Cambridge, 2024
Beku.
Itulah yang Aiden rasakan saat membuka mata pagi itu. Bukan karena suhu ruangan yang menusuk, tetapi karena kekosongan yang mengimpit dadanya. Ia berbaring tanpa benang sehelai pun. Selimut menutupi separuh tubuhnya, sementara Jocelyn mendekap posesif pinggangnya.
Napas hangat Jocelyn menyentuh halus tengkuk Aiden, membisikkan gelombang sensasi familier tetapi asing di saat bersamaan. Setiap sentuhan Jocelyn seolah membuka luka lama, turut menawarkan penyembuhan yang selama ini dia rindukan.

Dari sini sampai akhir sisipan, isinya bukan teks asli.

//! Configuration management for GroupWatch
//!
//! Configuration is loaded from `~/.groupwatch/config.json` (or an explicit
//! path) and then overridden from the environment.

mod types;
pub mod validate;

pub use types::*;

use crate::error::Result;
use std::path::{Path, PathBuf};

impl Config {
    /// Returns the GroupWatch configuration directory path (~/.groupwatch)
    pub fn dir() -> PathBuf {
        dirs::home_dir()
            .unwrap_or_else(|| PathBuf::from("."))
            .join(".groupwatch")
    }

    /// Returns the path to the config file (~/.groupwatch/config.json)
    pub fn path() -> PathBuf {
        Self::dir().join("config.json")
    }

    /// Load configuration from the default path with environment overrides.
    pub fn load() -> Result<Self> {
        Self::load_from_path(&Self::path())
    }

    /// Load configuration from a specific path with environment overrides.
    ///
    /// A missing file yields the default configuration.
    pub fn load_from_path(path: &Path) -> Result<Self> {
        let mut config = if path.exists() {
            let content = std::fs::read_to_string(path)?;
            serde_json::from_str(&content)?
        } else {
            Config::default()
        };

        config.apply_env_overrides();
        Ok(config)
    }

    /// Save configuration to a specific path, creating parent directories.
    pub fn save_to_path(&self, path: &Path) -> Result<()> {
        if let Some(parent) = path.parent() {
            std::fs::create_dir_all(parent)?;
        }
        let content = serde_json::to_string_pretty(self)?;
        std::fs::write(path, content)?;
        Ok(())
    }

    fn apply_env_overrides(&mut self) {
        self.apply_overrides_from(|key| std::env::var(key).ok());
    }

    /// Apply overrides from an arbitrary lookup.
    ///
    /// `GROUPWATCH_*` names win over the legacy unprefixed names.
    fn apply_overrides_from<F>(&mut self, lookup: F)
    where
        F: Fn(&str) -> Option<String>,
    {
        let first = |keys: &[&str]| keys.iter().find_map(|k| lookup(*k)).filter(|v| !v.is_empty());

        if let Some(val) = first(&["GROUPWATCH_TELEGRAM_TOKEN", "TELEGRAM_BOT_TOKEN"]) {
            self.telegram.token = val;
        }
        if let Some(val) = first(&["GROUPWATCH_ALLOWED_CHAT_ID", "ALLOWED_GROUP_ID"]) {
            self.monitor.allowed_chat_id = Some(val);
        }
        if let Some(val) = first(&[
            "GROUPWATCH_MONITORING_CHANNEL_ID",
            "TELEGRAM_MONITORING_CHANNEL_ID",
        ]) {
            self.triggers.notify_chat_id = Some(val);
        }
        if let Some(val) = first(&["GROUPWATCH_GENERATION_API_KEY"]) {
            self.generation.api_key = Some(val);
        }
        if let Some(val) = first(&["GROUPWATCH_GENERATION_API_BASE"]) {
            self.generation.api_base = Some(val);
        }
        if let Some(val) = first(&["GROUPWATCH_GENERATION_MODEL"]) {
            self.generation.model = val;
        }
        if let Some(val) = first(&["GROUPWATCH_REPLIES_ENABLED"]) {
            if let Ok(enabled) = val.parse() {
                self.replies.enabled = enabled;
            }
        }
        if let Some(val) = first(&["GROUPWATCH_ALERT_LOG_PATH"]) {
            self.triggers.alert_log_path = val;
        }
    }

    /// Semantic checks that serde cannot express.
    ///
    /// Returns one human-readable line per problem; empty means valid.
    pub fn validate(&self) -> Vec<String> {
        let mut problems = Vec::new();

        if self.telegram.token.trim().is_empty() {
            problems.push("telegram.token is empty".to_string());
        }
        if self.monitor.history_capacity == 0 {
            problems.push("monitor.history_capacity must be at least 1".to_string());
        }
        if self.monitor.consumer_queue_size == 0 {
            problems.push("monitor.consumer_queue_size must be at least 1".to_string());
        }
        if self.monitor.send_timeout_secs == 0 {
            problems.push("monitor.send_timeout_secs must be at least 1".to_string());
        }
        for (i, chat) in self.monitor.chats.iter().enumerate() {
            if chat.id.trim().is_empty() {
                problems.push(format!("monitor.chats[{}].id is empty", i));
            }
        }
        if self.triggers.phrases.iter().any(|p| p.trim().is_empty()) {
            problems.push("triggers.phrases contains an empty phrase".to_string());
        }
        if self.triggers.alert_log_path.trim().is_empty() {
            problems.push("triggers.alert_log_path is empty".to_string());
        }
        if self.replies.generation_timeout_secs == 0 {
            problems.push("replies.generation_timeout_secs must be at least 1".to_string());
        }
        if self.replies.breaker_threshold == 0 {
            problems.push("replies.breaker_threshold must be at least 1".to_string());
        }
        if self.generation.api_base.is_some() && self.generation.api_key.is_none() {
            problems.push(
                "generation.api_base is set but generation.api_key is missing".to_string(),
            );
        }

        problems
    }

    /// Whether a generation backend can be constructed.
    pub fn has_generation_backend(&self) -> bool {
        self.generation
            .api_key
            .as_ref()
            .map(|k| !k.trim().is_empty())
            .unwrap_or(false)
    }
}

#[cfg(test)]
mod tests {
    use super::*;
    use crate::monitor::ChatKind;
    use std::collections::HashMap;

    fn lookup(vars: &[(&str, &str)]) -> impl Fn(&str) -> Option<String> {
        let map: HashMap<String, String> = vars
            .iter()
            .map(|(k, v)| (k.to_string(), v.to_string()))
            .collect();
        move |key| map.get(key).cloned()
    }

    #[test]
    fn test_config_default() {
        let config = Config::default();
        assert!(config.monitor.auto_start);
        assert_eq!(config.monitor.history_capacity, 100);
        assert!(config.monitor.allowed_chat_id.is_none());
        assert_eq!(config.triggers.phrases.len(), 6);
        assert_eq!(config.triggers.alert_log_path, "trigger-alerts.log");
        assert!(config.replies.enabled);
        assert_eq!(config.replies.context_messages, 10);
        assert_eq!(config.replies.breaker_threshold, 3);
        assert_eq!(config.replies.breaker_cooldown_secs, 30);
    }

    #[test]
    fn test_config_partial_json() {
        let json = r#"{
            "monitor": {
                "allowed_chat_id": "-100123",
                "chats": [{"id": "-100123", "title": "Ops", "kind": "group"}]
            },
            "replies": {"enabled": false}
        }"#;
        let config: Config = serde_json::from_str(json).unwrap();

        assert_eq!(config.monitor.allowed_chat_id.as_deref(), Some("-100123"));
        assert_eq!(config.monitor.chats.len(), 1);
        assert_eq!(config.monitor.chats[0].kind, ChatKind::Group);
        assert_eq!(config.monitor.history_capacity, 100);
        assert!(!config.replies.enabled);
        assert_eq!(config.replies.generation_timeout_secs, 20);
    }

    #[test]
    fn test_chat_entry_kind_defaults_to_unknown() {
        let entry: ChatEntry = serde_json::from_str(r#"{"id": "42"}"#).unwrap();
        assert_eq!(entry.kind, ChatKind::Unknown);
        assert!(entry.title.is_none());
    }

    #[test]
    fn test_config_dir() {
        assert!(Config::dir().ends_with(".groupwatch"));
        assert!(Config::path().ends_with("config.json"));
    }

    #[test]
    fn test_env_override_prefixed() {
        let mut config = Config::default();
        config.apply_overrides_from(lookup(&[
            ("GROUPWATCH_TELEGRAM_TOKEN", "123:abc"),
            ("GROUPWATCH_ALLOWED_CHAT_ID", "-100777"),
            ("GROUPWATCH_GENERATION_MODEL", "test-model"),
            ("GROUPWATCH_REPLIES_ENABLED", "false"),
        ]));

        assert_eq!(config.telegram.token, "123:abc");
        assert_eq!(config.monitor.allowed_chat_id.as_deref(), Some("-100777"));
        assert_eq!(config.generation.model, "test-model");
        assert!(!config.replies.enabled);
    }

    #[test]
    fn test_env_override_legacy_names() {
        let mut config = Config::default();
        config.apply_overrides_from(lookup(&[
            ("ALLOWED_GROUP_ID", "-100555"),
            ("TELEGRAM_MONITORING_CHANNEL_ID", "-100999"),
        ]));

        assert_eq!(config.monitor.allowed_chat_id.as_deref(), Some("-100555"));
        assert_eq!(config.triggers.notify_chat_id.as_deref(), Some("-100999"));
    }

    #[test]
    fn test_env_override_prefixed_wins() {
        let mut config = Config::default();
        config.apply_overrides_from(lookup(&[
            ("ALLOWED_GROUP_ID", "legacy"),
            ("GROUPWATCH_ALLOWED_CHAT_ID", "prefixed"),
        ]));
        assert_eq!(config.monitor.allowed_chat_id.as_deref(), Some("prefixed"));
    }

    #[test]
    fn test_env_override_ignores_empty_values() {
        let mut config = Config::default();
        config.apply_overrides_from(lookup(&[("GROUPWATCH_ALLOWED_CHAT_ID", "")]));
        assert!(config.monitor.allowed_chat_id.is_none());
    }

    #[test]
    fn test_validate_default_reports_missing_token() {
        let problems = Config::default().validate();
        assert_eq!(problems, vec!["telegram.token is empty".to_string()]);
    }

    #[test]
    fn test_validate_catches_zero_sizes() {
        let mut config = Config::default();
        config.telegram.token = "t".into();
        config.monitor.history_capacity = 0;
        config.replies.breaker_threshold = 0;
        config.triggers.phrases.push("  ".into());

        let problems = config.validate();
        assert_eq!(problems.len(), 3);
        assert!(problems.iter().any(|p| p.contains("history_capacity")));
        assert!(problems.iter().any(|p| p.contains("breaker_threshold")));
        assert!(problems.iter().any(|p| p.contains("empty phrase")));
    }

    #[test]
    fn test_has_generation_backend() {
        let mut config = Config::default();
        assert!(!config.has_generation_backend());
        config.generation.api_key = Some("   ".into());
        assert!(!config.has_generation_backend());
        config.generation.api_key = Some("sk-test".into());
        assert!(config.has_generation_backend());
    }

    #[test]
    fn test_save_and_load() {
        let dir = tempfile::tempdir().unwrap();
        let path = dir.path().join("nested").join("config.json");

        let mut config = Config::default();
        config.monitor.history_capacity = 42;
        config.triggers.phrases = vec!["fire".into()];
        config.save_to_path(&path).unwrap();

        let loaded = Config::load_from_path(&path).unwrap();
        assert_eq!(loaded.monitor.history_capacity, 42);
        assert_eq!(loaded.triggers.phrases, vec!["fire".to_string()]);
    }

    #[test]
    fn test_load_nonexistent() {
        let path = PathBuf::from("/nonexistent/path/config.json");
        let config = Config::load_from_path(&path).unwrap();
        assert_eq!(config.monitor.history_capacity, 100);
    }
}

Aiden memejamkan mata, mencoba mengingat mimpi semalam. Seperti biasa, Angie hadir di sana. Kali ini, dia berdiri di tepi jurang, gaun putihnya berkibar ditiup angin. Tangannya terulur, memanggil Aiden untuk bergabung. Namun setiap kali dia mendekat, jurang itu semakin lebar, memisahkan mereka dengan jarak yang mustahil dilalui.
“Mimpi buruk lagi?” Suara Jocelyn menyentak Aiden kembali ke dunia nyata. Dia menoleh, menemukan mata hijau yang penuh kekhawatiran. Rasa bersalah membelit tenggorokannya seketika.
“Bukan apa-apa,” dustanya, memaksakan senyuman. “Hanya stres karena proyek.”
Jocelyn mengangguk, membelai pipi Aiden lembut. “Kau tahu kau bisa cerita apa saja padaku, kan?”
Aiden mengangguk, tetapi hatinya ingin menjerit-jerit. Bagaimana dia bisa menjelaskan bahwa tiap kali mereka bercinta, yang dia bayangkan adalah Angie? Bahwa setiap sentuhan Jocelyn malah membuatnya makin merindukan sosok yang hilang itu?
“Aku tahu,” bisiknya parau. “Terima kasih, Jo.”
Jocelyn tersenyum, melenggang anggun dari tempat tidur. “Kubuatkan kopi, ya? Kau pasti butuh ekstra kafein untuk presentasimu hari ini.”
Aiden mengangguk, matanya tak lepas dari punggung telanjang Jocelyn yang menjauh. Dia mengagumi setiap lekuk tubuh wanita cantik itu, keanggunan dalam setiap gerakan. Selain cantik dan cerdas, Jocelyn nyata. Bukan bayangan atau kenangan seperti Angie.
Namun mengapa hatinya masih terasa hampa?
Aiden beranjak ke jendela. Cambridge mulai menguak dari selimut malam. Gedung-gedung pencakar langit menyapa mentari pagi. Di kejauhan, dia bisa lihat menara Harvard, di mana impiannya—serta mimpi buruknya—bermula.
Wardenclyffe.
Nama itu bergaung dalam benaknya, mengingatkannya akan ambisi dan tanggung jawab yang membelenggunya. Proyek yang dia harap bisa mengubah dunia, tetapi malah memisahkannya dari Angie.
Aiden menghela napas panjang. Hari ini adalah hari di mana taruhan masa depannya dipertaruhkan, baik untuk proyek maupun kariernya. Dia harus meyakinkan dewan penguji dan calon investor.